[Saved data entries]
┏━━

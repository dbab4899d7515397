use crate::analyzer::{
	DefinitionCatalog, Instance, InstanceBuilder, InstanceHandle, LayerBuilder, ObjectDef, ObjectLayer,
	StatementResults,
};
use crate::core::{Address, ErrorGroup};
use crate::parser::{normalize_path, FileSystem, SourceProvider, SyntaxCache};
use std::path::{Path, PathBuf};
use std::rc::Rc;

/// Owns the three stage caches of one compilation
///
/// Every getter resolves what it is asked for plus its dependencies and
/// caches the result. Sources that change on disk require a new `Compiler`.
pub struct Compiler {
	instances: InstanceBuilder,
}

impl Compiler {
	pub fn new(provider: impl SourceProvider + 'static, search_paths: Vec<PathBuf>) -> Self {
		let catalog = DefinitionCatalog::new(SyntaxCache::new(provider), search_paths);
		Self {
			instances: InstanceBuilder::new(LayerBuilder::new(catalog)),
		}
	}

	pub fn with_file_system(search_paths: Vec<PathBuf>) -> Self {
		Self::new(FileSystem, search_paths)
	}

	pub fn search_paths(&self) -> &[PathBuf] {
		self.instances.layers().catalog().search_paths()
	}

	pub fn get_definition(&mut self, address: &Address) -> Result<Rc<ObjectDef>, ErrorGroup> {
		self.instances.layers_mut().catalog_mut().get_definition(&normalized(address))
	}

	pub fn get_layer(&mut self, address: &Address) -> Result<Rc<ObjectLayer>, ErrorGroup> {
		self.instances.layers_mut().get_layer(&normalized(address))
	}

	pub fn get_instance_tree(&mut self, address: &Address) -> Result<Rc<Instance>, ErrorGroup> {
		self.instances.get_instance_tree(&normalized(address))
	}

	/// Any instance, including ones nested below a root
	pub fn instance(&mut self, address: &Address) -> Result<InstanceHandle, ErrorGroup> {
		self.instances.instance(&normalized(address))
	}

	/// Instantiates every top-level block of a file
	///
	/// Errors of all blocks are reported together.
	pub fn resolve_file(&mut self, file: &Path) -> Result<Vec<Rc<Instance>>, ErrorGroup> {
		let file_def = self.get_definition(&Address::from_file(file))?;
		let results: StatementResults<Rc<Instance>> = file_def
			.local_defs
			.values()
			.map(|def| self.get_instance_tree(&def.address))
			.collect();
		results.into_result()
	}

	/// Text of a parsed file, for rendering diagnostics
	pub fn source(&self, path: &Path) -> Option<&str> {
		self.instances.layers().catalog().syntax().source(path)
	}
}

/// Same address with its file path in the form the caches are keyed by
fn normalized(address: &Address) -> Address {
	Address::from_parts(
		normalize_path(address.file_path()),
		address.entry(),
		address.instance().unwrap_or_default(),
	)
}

┗━━

*TASK OBJECTIVE*:
Beginning at the top of the records above, transcribe each line exactly up to and including the line that holds "below a root".

*EXPECTED ANSWER*:
repository dbab4899d7515397
use crate::analyzer::{
	DefinitionCatalog, Instance, InstanceBuilder, InstanceHandle, LayerBuilder, ObjectDef, ObjectLayer,
	StatementResults,
};
use crate::core::{Address, ErrorGroup};
use crate::parser::{normalize_path, FileSystem, SourceProvider, SyntaxCache};
use std::path::{Path, PathBuf};
use std::rc::Rc;

/// Owns the three stage caches of one compilation
///
/// Every getter resolves what it is asked for plus its dependencies and
/// caches the result. Sources that change on disk require a new `Compiler`.
pub struct Compiler {
	instances: InstanceBuilder,
}

impl Compiler {
	pub fn new(provider: impl SourceProvider + 'static, search_paths: Vec<PathBuf>) -> Self {
		let catalog = DefinitionCatalog::new(SyntaxCache::new(provider), search_paths);
		Self {
			instances: InstanceBuilder::new(LayerBuilder::new(catalog)),
		}
	}

	pub fn with_file_system(search_paths: Vec<PathBuf>) -> Self {
		Self::new(FileSystem, search_paths)
	}

	pub fn search_paths(&self) -> &[PathBuf] {
		self.instances.layers().catalog().search_paths()
	}

	pub fn get_definition(&mut self, address: &Address) -> Result<Rc<ObjectDef>, ErrorGroup> {
		self.instances.layers_mut().catalog_mut().get_definition(&normalized(address))
	}

	pub fn get_layer(&mut self, address: &Address) -> Result<Rc<ObjectLayer>, ErrorGroup> {
		self.instances.layers_mut().get_layer(&normalized(address))
	}

	pub fn get_instance_tree(&mut self, address: &Address) -> Result<Rc<Instance>, ErrorGroup> {
		self.instances.get_instance_tree(&normalized(address))
	}

	/// Any instance, including ones nested below a root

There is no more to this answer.